### The task:
Every entry should be given again exactly, with nothing dropped.
*** Opening of Input material ***
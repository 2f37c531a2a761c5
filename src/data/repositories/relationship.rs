//! Resolves the article ↔ tag ↔ category associations.
//!
//! Every function borrows the caller's connection so a listing can resolve its rows
//! without checking out a second connection from the pool.

use log::debug;
use rusqlite::{params, Connection};

use crate::error::Result;
use crate::models::{Article, ArticleId};

/// Distinct tag names on one article, ordered by name
pub fn tag_names_for(conn: &Connection, article_id: ArticleId) -> Result<Vec<String>> {
    let mut stmt = conn.prepare_cached(
        "SELECT t.tag_name AS tag_name
         FROM tags t
         JOIN article_tags at ON t.tag_id = at.tag_id
         WHERE at.article_id = ?1
         GROUP BY t.tag_name
         ORDER BY t.tag_name",
    )?;

    let names = stmt
        .query_map(params![article_id], |row| row.get::<_, String>("tag_name"))?
        .collect::<rusqlite::Result<Vec<_>>>()?;
    Ok(names)
}

/// Categories of an article, derived through its tags; empty for an untagged article
pub fn category_names_for(conn: &Connection, article_id: ArticleId) -> Result<Vec<String>> {
    let mut stmt = conn.prepare_cached(
        "SELECT DISTINCT c.cat_name AS cat_name
         FROM categories c
         JOIN tags t ON t.cat_name = c.cat_name
         JOIN article_tags at ON at.tag_id = t.tag_id
         WHERE at.article_id = ?1
         ORDER BY c.cat_name",
    )?;

    let names = stmt
        .query_map(params![article_id], |row| row.get::<_, String>("cat_name"))?
        .collect::<rusqlite::Result<Vec<_>>>()?;
    Ok(names)
}

/// Fills in `tags` on one article
pub fn with_tags(conn: &Connection, mut article: Article) -> Result<Article> {
    article.tags = tag_names_for(conn, article.id)?;
    Ok(article)
}

/// Resolves tags one row at a time
pub fn attach_tags(conn: &Connection, articles: Vec<Article>) -> Result<Vec<Article>> {
    debug!("Resolving tags for {} articles", articles.len());
    articles
        .into_iter()
        .map(|article| with_tags(conn, article))
        .collect()
}

#[cfg(test)]
mod tests {
    use super::*;
    use crate::data::test_support::seeded_pool;

    #[test]
    fn test_tag_names_are_deduplicated_and_sorted() -> anyhow::Result<()> {
        let pool = seeded_pool()?;
        let conn = pool.get()?;

        assert_eq!(tag_names_for(&conn, ArticleId(3))?, vec!["ai", "gadgets"]);
        assert_eq!(tag_names_for(&conn, ArticleId(1))?, vec!["world leaders"]);
        assert!(tag_names_for(&conn, ArticleId(5))?.is_empty());
        Ok(())
    }

    #[test]
    fn test_categories_are_derived_through_tags() -> anyhow::Result<()> {
        let pool = seeded_pool()?;
        let conn = pool.get()?;

        // Two technology tags still yield one category
        assert_eq!(category_names_for(&conn, ArticleId(3))?, vec!["technology"]);
        assert_eq!(category_names_for(&conn, ArticleId(4))?, vec!["politics"]);
        // Untagged article belongs to no category
        assert!(category_names_for(&conn, ArticleId(5))?.is_empty());
        Ok(())
    }

    #[test]
    fn test_unknown_article_has_no_tags() -> anyhow::Result<()> {
        let pool = seeded_pool()?;
        let conn = pool.get()?;

        assert!(tag_names_for(&conn, ArticleId(999))?.is_empty());
        Ok(())
    }
}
*** Close of Input material ***
### Result:
repository 2f37c531a2a761c5
filename src/data/repositories/relationship.rs
//! Resolves the article ↔ tag ↔ category associations.
//!
//! Every function borrows the caller's connection so a listing can resolve its rows
//! without checking out a second connection from the pool.

use log::debug;
use rusqlite::{params, Connection};

use crate::error::Result;
use crate::models::{Article, ArticleId};

/// Distinct tag names on one article, ordered by name
pub fn tag_names_for(conn: &Connection, article_id: ArticleId) -> Result<Vec<String>> {
    let mut stmt = conn.prepare_cached(
        "SELECT t.tag_name AS tag_name
         FROM tags t
         JOIN article_tags at ON t.tag_id = at.tag_id
         WHERE at.article_id = ?1
         GROUP BY t.tag_name
         ORDER BY t.tag_name",
    )?;

    let names = stmt
        .query_map(params![article_id], |row| row.get::<_, String>("tag_name"))?
        .collect::<rusqlite::Result<Vec<_>>>()?;
    Ok(names)
}

/// Categories of an article, derived through its tags; empty for an untagged article
pub fn category_names_for(conn: &Connection, article_id: ArticleId) -> Result<Vec<String>> {
    let mut stmt = conn.prepare_cached(
        "SELECT DISTINCT c.cat_name AS cat_name
         FROM categories c
         JOIN tags t ON t.cat_name = c.cat_name
         JOIN article_tags at ON at.tag_id = t.tag_id
         WHERE at.article_id = ?1
         ORDER BY c.cat_name",
    )?;

    let names = stmt
        .query_map(params![article_id], |row| row.get::<_, String>("cat_name"))?
        .collect::<rusqlite::Result<Vec<_>>>()?;
    Ok(names)
}

/// Fills in `tags` on one article
pub fn with_tags(conn: &Connection, mut article: Article) -> Result<Article> {
    article.tags = tag_names_for(conn, article.id)?;
    Ok(article)
}

/// Resolves tags one row at a time
pub fn attach_tags(conn: &Connection, articles: Vec<Article>) -> Result<Vec<Article>> {
    debug!("Resolving tags for {} articles", articles.len());
    articles
        .into_iter()
        .map(|article| with_tags(conn, article))
        .collect()
}

#[cfg(test)]
mod tests {
    use super::*;
    use crate::data::test_support::seeded_pool;

    #[test]
    fn test_tag_names_are_deduplicated_and_sorted() -> anyhow::Result<()> {
        let pool = seeded_pool()?;
        let conn = pool.get()?;

        assert_eq!(tag_names_for(&conn, ArticleId(3))?, vec!["ai", "gadgets"]);
        assert_eq!(tag_names_for(&conn, ArticleId(1))?, vec!["world leaders"]);
        assert!(tag_names_for(&conn, ArticleId(5))?.is_empty());
        Ok(())
    }

    #[test]
    fn test_categories_are_derived_through_tags() -> anyhow::Result<()> {
        let pool = seeded_pool()?;
        let conn = pool.get()?;

        // Two technology tags still yield one category
        assert_eq!(category_names_for(&conn, ArticleId(3))?, vec!["technology"]);
        assert_eq!(category_names_for(&conn, ArticleId(4))?, vec!["politics"]);
        // Untagged article belongs to no category
        assert!(category_names_for(&conn, ArticleId(5))?.is_empty());
        Ok(())
    }

    #[test]
    fn test_unknown_article_has_no_tags() -> anyhow::Result<()> {
        let pool = seeded_pool()?;
        let conn = pool.get()?;

        assert!(tag_names_for(&conn, ArticleId(999))?.is_empty());
        Ok(())
    }
}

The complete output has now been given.